The binding ligands (antibodies) are attached to predefined sites on the chemically modified surface of the biochip. After a simple enzyme linked immunosorbent assay (ELISA) procedure, each spot is imaged to capture chemiluminescent signals generated at each spot on the array. The light signal is captured by a charge coupled device camera as part of an imaging station and converted by image processing software to provide results compared with calibration curves for each location on the biochip.

We observed no modification of the following variables: interleukin 4, interleukin 6, interleukin 10, interleukin 1α, interleukin 1β, tumour necrosis factor α (TNFα), and interferon γ.

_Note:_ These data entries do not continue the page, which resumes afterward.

// This Source Code Form is subject to the terms of the Mozilla Public
// License, v. 2.0. If a copy of the MPL was not distributed with this
// file, You can obtain one at http://mozilla.org/MPL/2.0/.

//! Carver tunables.
//!
//! Unlike the pixel layout, which is fixed when a carver is built,
//! everything here may be changed between passes.

use crate::energy::EnergyFunction;
use crate::error::{CarverError, Result};
use serde::{Deserialize, Serialize};
use std::fs;
use std::path::Path;

/// Which axis a two-axis resize carves first.
#[derive(Debug, Copy, Clone, PartialEq, Eq, Serialize, Deserialize)]
#[serde(rename_all = "kebab-case")]
pub enum ResizeOrder {
    WidthFirst,
    HeightFirst,
}

impl Default for ResizeOrder {
    fn default() -> Self {
        ResizeOrder::WidthFirst
    }
}

#[derive(Debug, Clone, PartialEq, Serialize, Deserialize)]
#[serde(default)]
pub struct CarverConfig {
    pub energy_function: EnergyFunction,
    /// Scale applied to the rigidity mask before it is added to the
    /// energy.
    pub rigidity_coefficient: f64,
    /// The most a single pass may enlarge an axis by, as a factor of
    /// its size when the pass starts.  Must lie in `(1, 2]`.
    pub enlargement_step: f64,
    /// How many columns a seam may drift between adjacent rows.
    pub seam_step: usize,
    pub resize_order: ResizeOrder,
}

impl Default for CarverConfig {
    fn default() -> Self {
        CarverConfig {
            energy_function: EnergyFunction::default(),
            rigidity_coefficient: 1.0,
            enlargement_step: 2.0,
            seam_step: 1,
            resize_order: ResizeOrder::default(),
        }
    }
}

impl CarverConfig {
    pub fn validate(&self) -> Result<()> {
        if !self.rigidity_coefficient.is_finite() {
            return Err(CarverError::Configuration(format!(
                "rigidity coefficient must be finite, not {}",
                self.rigidity_coefficient
            )));
        }
        if !(self.enlargement_step > 1.0 && self.enlargement_step <= 2.0) {
            return Err(CarverError::Configuration(format!(
                "enlargement step must lie in (1, 2], not {}",
                self.enlargement_step
            )));
        }
        if self.seam_step == 0 {
            return Err(CarverError::Configuration(
                "seam step must be at least 1".to_string(),
            ));
        }
        Ok(())
    }

    pub fn from_json_str(json: &str) -> Result<Self> {
        let config: CarverConfig = serde_json::from_str(json)?;
        config.validate()?;
        Ok(config)
    }
}

pub fn load_config(path: &Path) -> Result<CarverConfig> {
    let data = fs::read_to_string(path)?;
    CarverConfig::from_json_str(&data)
}

#[cfg(test)]
mod tests {
    use super::*;
    use std::io::Write;

    #[test]
    fn defaults_are_valid() {
        assert!(CarverConfig::default().validate().is_ok());
    }

    #[test]
    fn partial_json_falls_back_to_defaults() {
        let config =
            CarverConfig::from_json_str(r#"{ "energy_function": "luma-grad-norm" }"#).unwrap();
        assert_eq!(config.energy_function, EnergyFunction::LumaGradNorm);
        assert_eq!(config.enlargement_step, 2.0);
        assert_eq!(config.resize_order, ResizeOrder::WidthFirst);
    }

    #[test]
    fn out_of_range_values_are_rejected() {
        let err = CarverConfig::from_json_str(r#"{ "enlargement_step": 3.0 }"#).unwrap_err();
        assert!(matches!(err, CarverError::Configuration(_)));
        let err = CarverConfig::from_json_str(r#"{ "seam_step": 0 }"#).unwrap_err();
        assert!(matches!(err, CarverError::Configuration(_)));
        let err = CarverConfig::from_json_str(r#"{ "energy_function": "sobel" }"#).unwrap_err();
        assert!(matches!(err, CarverError::Json(_)));
    }

    #[test]
    fn loads_from_a_file() {
        let mut file = tempfile::NamedTempFile::new().unwrap();
        write!(
            file,
            r#"{{ "rigidity_coefficient": 0.5, "resize_order": "height-first" }}"#
        )
        .unwrap();
        let config = load_config(file.path()).unwrap();
        assert_eq!(config.rigidity_coefficient, 0.5);
        assert_eq!(config.resize_order, ResizeOrder::HeightFirst);
    }
}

Vascular endothelial growth factor (VEGF) and endothelial growth factor (EGF) had decreased after 30 minutes. The trend continued until three hours after the treatment and returned near to basal values after 24 hours. Similar behaviour was observed for chemokine (C‐C motif) ligand 2 (CCL2), but the decrease in concentration was evident only three hours after the treatment (table 1). Analysis of variance (one way analysis) performed with MedCalc software (Mariakerke, Belgium) showed a statistically significant change in EGF and CCL2, but not in VEGF, because of high interindividual variability, which has also been reported during exercise.4

Table 1 Serum concentrations of variables before and various time intervals after treatment with platelet rich plasma.

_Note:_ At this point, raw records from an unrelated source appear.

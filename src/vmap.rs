// This Source Code Form is subject to the terms of the Mozilla Public
// License, v. 2.0. If a copy of the MPL was not distributed with this
// file, You can obtain one at http://mozilla.org/MPL/2.0/.

//! Visibility maps
//!
//! A visibility map is the complete record of one carving pass.  For
//! every pixel that was visible when the pass began it holds a rank:
//! `k` if the pixel belonged to the k-th seam of the pass (counting
//! from zero), or the number of seams in the pass if no seam touched
//! it.  A shrinking pass hides every pixel ranked below its seam count;
//! an enlarging pass doubles them.  Given the map, the pass can be
//! repeated on the same image without searching for a single seam.
//!
//! The rank buffer is always row-major in image coordinates, whichever
//! way the seams ran.

use crate::error::{CarverError, Result};
use crate::twodmap::TwoDimensionalMap;
use serde::{Deserialize, Serialize};
use std::convert::TryFrom;
use std::io::{Read, Write};

const MAGIC: &[u8; 4] = b"LQVM";
const FORMAT_VERSION: u8 = 1;
const HEADER_LEN: usize = 20;

/// Which way the seams of a pass run.  Vertical seams run top to
/// bottom and take the width down; horizontal seams run left to right
/// and take the height down.
#[derive(Debug, Copy, Clone, PartialEq, Eq, Hash, Serialize, Deserialize)]
#[serde(rename_all = "kebab-case")]
pub enum Orientation {
    Vertical,
    Horizontal,
}

impl Orientation {
    pub fn turn(self) -> Self {
        match self {
            Orientation::Vertical => Orientation::Horizontal,
            Orientation::Horizontal => Orientation::Vertical,
        }
    }

    fn code(self) -> u8 {
        match self {
            Orientation::Vertical => 0,
            Orientation::Horizontal => 1,
        }
    }

    fn from_code(code: u8) -> Option<Self> {
        match code {
            0 => Some(Orientation::Vertical),
            1 => Some(Orientation::Horizontal),
            _ => None,
        }
    }
}

/// The narrowest encoding (8, 16 or 32 bits) that holds every rank of
/// a pass of `seams` seams.
pub fn depth_for(seams: u32) -> u32 {
    match seams {
        0..=0xFF => 8,
        0x100..=0xFFFF => 16,
        _ => 32,
    }
}

#[derive(Debug, Clone, PartialEq, Eq)]
pub struct VMap {
    buffer: Vec<u32>,
    width: usize,
    height: usize,
    depth: u32,
    orientation: Orientation,
    delta: i32,
}

impl VMap {
    /// Take ownership of a rank buffer.  `delta` is the signed seam
    /// count of the pass: negative for shrinking, positive for
    /// enlarging.
    pub fn new(
        buffer: Vec<u32>,
        width: usize,
        height: usize,
        depth: u32,
        orientation: Orientation,
        delta: i32,
    ) -> Result<Self> {
        if buffer.len() != width * height {
            return Err(CarverError::Bounds(format!(
                "vmap buffer holds {} ranks, {}x{} expected",
                buffer.len(),
                width,
                height
            )));
        }
        if ![8, 16, 32].contains(&depth) {
            return Err(CarverError::Configuration(format!(
                "vmap depth must be 8, 16 or 32 bits, not {}",
                depth
            )));
        }
        let seams = delta.unsigned_abs();
        if depth_for(seams) > depth {
            return Err(CarverError::Configuration(format!(
                "{} seams do not fit in {} bits",
                seams, depth
            )));
        }
        if let Some(rank) = buffer.iter().find(|rank| **rank > seams) {
            return Err(CarverError::Configuration(format!(
                "rank {} in a pass of {} seams",
                rank, seams
            )));
        }
        Ok(VMap {
            buffer,
            width,
            height,
            depth,
            orientation,
            delta,
        })
    }

    // The carver's own passes are correct by construction.
    pub(crate) fn from_ranks(ranks: TwoDimensionalMap<u32>, orientation: Orientation, delta: i32) -> Self {
        let (width, height) = ranks.dimensions();
        VMap {
            buffer: ranks.into_vec(),
            width,
            height,
            depth: depth_for(delta.unsigned_abs()),
            orientation,
            delta,
        }
    }

    pub fn data(&self) -> &[u32] {
        &self.buffer
    }

    pub fn width(&self) -> usize {
        self.width
    }

    pub fn height(&self) -> usize {
        self.height
    }

    pub fn depth(&self) -> u32 {
        self.depth
    }

    pub fn orientation(&self) -> Orientation {
        self.orientation
    }

    pub fn delta(&self) -> i32 {
        self.delta
    }

    /// How many seams the pass carved or inserted.
    pub fn seams(&self) -> u32 {
        self.delta.unsigned_abs()
    }

    pub fn rank(&self, x: usize, y: usize) -> Option<u32> {
        cq!(
            x < self.width && y < self.height,
            Some(self.buffer[y * self.width + x]),
            None
        )
    }

    pub(crate) fn ranks(&self) -> TwoDimensionalMap<u32> {
        TwoDimensionalMap::from_vec(self.width, self.height, self.buffer.clone())
            .unwrap_or_else(|| TwoDimensionalMap::new(self.width, self.height))
    }

    /// Serialise the map: a 20-byte header (magic, version,
    /// orientation, depth, reserved, width, height, delta) followed by
    /// every rank, little-endian, `depth / 8` bytes each.
    pub fn to_bytes(&self) -> Result<Vec<u8>> {
        let dimension = |v: usize| {
            u32::try_from(v).map_err(|_| {
                CarverError::Configuration(format!("dimension {} too large to dump", v))
            })
        };
        let (width, height) = (dimension(self.width)?, dimension(self.height)?);
        let per_rank = (self.depth / 8) as usize;

        let mut out = Vec::with_capacity(HEADER_LEN + self.buffer.len() * per_rank);
        out.extend_from_slice(MAGIC);
        out.push(FORMAT_VERSION);
        out.push(self.orientation.code());
        out.push(self.depth as u8);
        out.push(0);
        out.extend_from_slice(&width.to_le_bytes());
        out.extend_from_slice(&height.to_le_bytes());
        out.extend_from_slice(&self.delta.to_le_bytes());
        for rank in &self.buffer {
            out.extend_from_slice(&rank.to_le_bytes()[..per_rank]);
        }
        Ok(out)
    }

    /// Read back what [`VMap::to_bytes`] wrote.
    pub fn from_bytes(bytes: &[u8]) -> Result<Self> {
        let malformed = |why: &str| CarverError::Configuration(format!("malformed vmap: {}", why));
        if bytes.len() < HEADER_LEN {
            return Err(malformed("truncated header"));
        }
        if &bytes[0..4] != MAGIC {
            return Err(malformed("bad magic"));
        }
        if bytes[4] != FORMAT_VERSION {
            return Err(malformed("unknown format version"));
        }
        let orientation = Orientation::from_code(bytes[5]).ok_or_else(|| malformed("bad orientation"))?;
        let depth = u32::from(bytes[6]);
        if ![8, 16, 32].contains(&depth) {
            return Err(malformed("bad depth"));
        }

        let word = |at: usize| [bytes[at], bytes[at + 1], bytes[at + 2], bytes[at + 3]];
        let width = u32::from_le_bytes(word(8)) as usize;
        let height = u32::from_le_bytes(word(12)) as usize;
        let delta = i32::from_le_bytes(word(16));

        let per_rank = (depth / 8) as usize;
        let body = &bytes[HEADER_LEN..];
        let expected = width
            .checked_mul(height)
            .and_then(|n| n.checked_mul(per_rank))
            .ok_or_else(|| malformed("dimensions overflow"))?;
        if body.len() != expected {
            return Err(malformed("rank data does not match the dimensions"));
        }

        let buffer = body
            .chunks_exact(per_rank)
            .map(|chunk| {
                let mut word = [0u8; 4];
                word[..per_rank].copy_from_slice(chunk);
                u32::from_le_bytes(word)
            })
            .collect();
        VMap::new(buffer, width, height, depth, orientation, delta)
    }

    pub fn write_to<W: Write>(&self, mut writer: W) -> Result<()> {
        writer.write_all(&self.to_bytes()?)?;
        Ok(())
    }

    pub fn read_from<R: Read>(mut reader: R) -> Result<Self> {
        let mut bytes = Vec::new();
        reader.read_to_end(&mut bytes)?;
        VMap::from_bytes(&bytes)
    }
}

#[cfg(test)]
mod tests {
    use super::*;
    use std::fs::File;

    fn sample() -> VMap {
        VMap::new(vec![0, 2, 1, 2, 2, 1], 3, 2, 8, Orientation::Vertical, -2).unwrap()
    }

    #[test]
    fn depth_grows_with_seam_count() {
        assert_eq!(depth_for(0), 8);
        assert_eq!(depth_for(255), 8);
        assert_eq!(depth_for(256), 16);
        assert_eq!(depth_for(65536), 32);
    }

    #[test]
    fn construction_is_validated() {
        let bad_len = VMap::new(vec![0; 5], 3, 2, 8, Orientation::Vertical, -1);
        assert!(matches!(bad_len, Err(CarverError::Bounds(_))));
        let bad_depth = VMap::new(vec![0; 6], 3, 2, 12, Orientation::Vertical, -1);
        assert!(matches!(bad_depth, Err(CarverError::Configuration(_))));
        let bad_rank = VMap::new(vec![0, 0, 0, 0, 0, 3], 3, 2, 8, Orientation::Vertical, -2);
        assert!(matches!(bad_rank, Err(CarverError::Configuration(_))));
        let too_many = VMap::new(vec![0; 6], 3, 2, 8, Orientation::Vertical, 300);
        assert!(matches!(too_many, Err(CarverError::Configuration(_))));
    }

    #[test]
    fn accessors() {
        let vmap = sample();
        assert_eq!(vmap.data(), &[0, 2, 1, 2, 2, 1]);
        assert_eq!((vmap.width(), vmap.height()), (3, 2));
        assert_eq!(vmap.depth(), 8);
        assert_eq!(vmap.orientation(), Orientation::Vertical);
        assert_eq!(vmap.delta(), -2);
        assert_eq!(vmap.seams(), 2);
        assert_eq!(vmap.rank(2, 1), Some(1));
        assert_eq!(vmap.rank(3, 1), None);
    }

    #[test]
    fn wide_ranks_survive_the_dump() {
        let ranks: Vec<u32> = (0..=300).collect();
        let vmap = VMap::new(ranks, 301, 1, 16, Orientation::Horizontal, 300).unwrap();
        let bytes = vmap.to_bytes().unwrap();
        assert_eq!(bytes.len(), HEADER_LEN + 301 * 2);
        assert_eq!(VMap::from_bytes(&bytes).unwrap(), vmap);
    }

    #[test]
    fn malformed_payloads_are_rejected() {
        let bytes = sample().to_bytes().unwrap();
        assert!(VMap::from_bytes(&bytes[..10]).is_err());
        assert!(VMap::from_bytes(&bytes[..bytes.len() - 1]).is_err());
        let mut bad_magic = bytes.clone();
        bad_magic[0] = b'X';
        assert!(matches!(
            VMap::from_bytes(&bad_magic),
            Err(CarverError::Configuration(_))
        ));
        let mut bad_orientation = bytes;
        bad_orientation[5] = 7;
        assert!(VMap::from_bytes(&bad_orientation).is_err());
    }

    #[test]
    fn dump_to_a_file_and_back() {
        let dir = tempfile::tempdir().unwrap();
        let path = dir.path().join("pass.vmap");
        sample().write_to(File::create(&path).unwrap()).unwrap();
        let loaded = VMap::read_from(File::open(&path).unwrap()).unwrap();
        assert_eq!(loaded, sample());
    }
}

Before 30 min after 3 hours after 24 hours after
VEGF (pg/ml) 140 (20–302) 123 (25–392) 65 (26–232) 119 (47–232)
EGF (pg/ml) 130 (22–182) 85 (3–156) 40 (3–153) 68 (7–153)
CCL2 (pg/ml) 285 (107–466) 286 (70–385) 185 (101–385) 256 (96–373)

Values are mean (range). The ranges are reported because the distribution of values was not normal (D'agostino‐pearson test, p<0.05).

VEGF, Vascular endothelial growth factor; EGF, endothelial growth factor; CCL2, chemokine (C‐C motif) ligand 2.

VEGF concentrations were high because we used serum, which is characterised by higher concentrations than those of plasma, because of release from aggregated platelets.4 The relation between the local increase in VEGF and EGF and systemic concentrations of the molecule during tendon repair is not known. It should be noted that EGF shows significant differences, whereas VEGF is not influenced by the treatment. This must be related to the synthesis of growth factors from the tissues; VEGF is widely produced by human tendon cells in culture, whereas EGF is decreased when cells are treated with supernatants of PRP.5 Moreover, the decrease in CCL2, usually induced by TNFα during acute and subchronic inflammation, is interesting. TNFα was not modified by the treatment, so the origin of CCL2 released from mononuclear cells must be linked to the engagement of the Fc receptor for IgG. The decrease in the concentration of this variable must be important in reducing the risk of thrombogenesis.6

The limits of this study are the lack of controls and small number of subjects treated. Further studies need to be performed in a larger series of athletes. However, these preliminary data suggest that local treatment with PRP for sport tendon pathologies may have systemic effects, possibly influencing homoeostasis and antidoping evaluations. This treatment seems to affect anti‐inflammatory reactions, but the effect is temporary, whereas the local effect is clearly longer.